Background: The vast heterogeneity of breast cancer (BC) patients, together with relatively long survival in the early stages of the disease, leads to methodological issues in designing clinical trials, particularly in case of therapies targeted for narrow patients subsets. That situation led to the need and search for early, reliable predictors of long-term outcomes.However, in countries adopting HTA methodology to reimbursement decisions non-final (“surrogate”) endpoints may not be accepted as a measure of clinical benefit. Methods: We searched PubMed and EMBASE for meta-analyses investigating association of pathologic complete response to BC neoadjuvant therapy with longer-term clinical outcomes. To be eligible analyses had to pool primary studies identified in a systematic manner.
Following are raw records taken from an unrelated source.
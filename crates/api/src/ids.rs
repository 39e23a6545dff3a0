use std::fmt;

use serde::{Deserialize, Serialize};
use uuid::Uuid;

/// Prefix used when rendering client-side temporary message ids.
pub const TEMPORARY_ID_PREFIX: &str = "temp-";

// Macro keeps all backend-issued ID wrappers structurally identical.
macro_rules! define_backend_id {
    ($name:ident) => {
        #[derive(Debug, Clone, PartialEq, Eq, Hash, PartialOrd, Ord, Serialize, Deserialize)]
        #[serde(transparent)]
        pub struct $name(String);

        impl $name {
            pub fn new(raw: impl Into<String>) -> Self {
                Self(raw.into())
            }

            pub fn as_str(&self) -> &str {
                &self.0
            }
        }

        impl fmt::Display for $name {
            fn fmt(&self, formatter: &mut fmt::Formatter<'_>) -> fmt::Result {
                formatter.write_str(&self.0)
            }
        }

        impl From<&str> for $name {
            fn from(value: &str) -> Self {
                Self::new(value)
            }
        }

        impl From<String> for $name {
            fn from(value: String) -> Self {
                Self::new(value)
            }
        }
    };
}

define_backend_id!(ChatId);
define_backend_id!(AgentId);
define_backend_id!(ValidationId);

/// Message identifier.
///
/// Backend payloads can only ever produce `Durable` ids; `Temporary` ids are minted
/// on the client for optimistic rows and never collide with backend ids.
#[derive(Debug, Clone, PartialEq, Eq, Hash, Serialize, Deserialize)]
#[serde(from = "String", into = "String")]
pub enum MessageId {
    Durable(String),
    Temporary(Uuid),
}

impl MessageId {
    pub fn durable(raw: impl Into<String>) -> Self {
        Self::Durable(raw.into())
    }

    pub fn temporary() -> Self {
        Self::Temporary(Uuid::new_v4())
    }

    pub fn is_temporary(&self) -> bool {
        matches!(self, Self::Temporary(_))
    }
}

impl fmt::Display for MessageId {
    fn fmt(&self, formatter: &mut fmt::Formatter<'_>) -> fmt::Result {
        match self {
            Self::Durable(raw) => formatter.write_str(raw),
            Self::Temporary(raw) => write!(formatter, "{TEMPORARY_ID_PREFIX}{raw}"),
        }
    }
}

impl From<String> for MessageId {
    fn from(value: String) -> Self {
        Self::Durable(value)
    }
}

impl From<MessageId> for String {
    fn from(value: MessageId) -> Self {
        value.to_string()
    }
}

#[cfg(test)]
mod tests {
    use super::*;

    #[test]
    fn backend_payload_never_yields_temporary_id() {
        let raw = format!("\"{TEMPORARY_ID_PREFIX}{}\"", Uuid::new_v4());
        let parsed: MessageId = serde_json::from_str(&raw).expect("message id should parse");
        assert!(!parsed.is_temporary());
    }

    #[test]
    fn temporary_ids_render_with_prefix_and_are_unique() {
        let first = MessageId::temporary();
        let second = MessageId::temporary();

        assert!(first.is_temporary());
        assert!(first.to_string().starts_with(TEMPORARY_ID_PREFIX));
        assert_ne!(first, second);
    }

    #[test]
    fn chat_id_serializes_transparently() {
        let chat_id = ChatId::new("chat-1");
        assert_eq!(
            serde_json::to_string(&chat_id).expect("serialize"),
            "\"chat-1\""
        );
    }
}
The results of the included studies were discussed in the context of current regulatory and reimbursement recommendations. Results: The 4 included meta-analyses varied in methodological approaches, eligibility criteria and number of included patients. Three of them assessed predictive value of pCR in overall non-metastatic BC population and two – in HER2-positive subgroup. The existing differences in conclusions are consistent with the variability in methodological assumptions. Conclusion: Significant heterogeneity of BC population and low number of studies showing substantial treatment effect on pCR could bias the results of “trial-level” analyses. In contrast, studies consistently show significant patient-level association of pCR with clinical outcomes, particularly strong for aggressive tumour subtypes. The existing EMA and FDA guidelines show how to make use of the existing evidence, in spite of its limitations, in a pursuit of satisfying the unmet medical needs.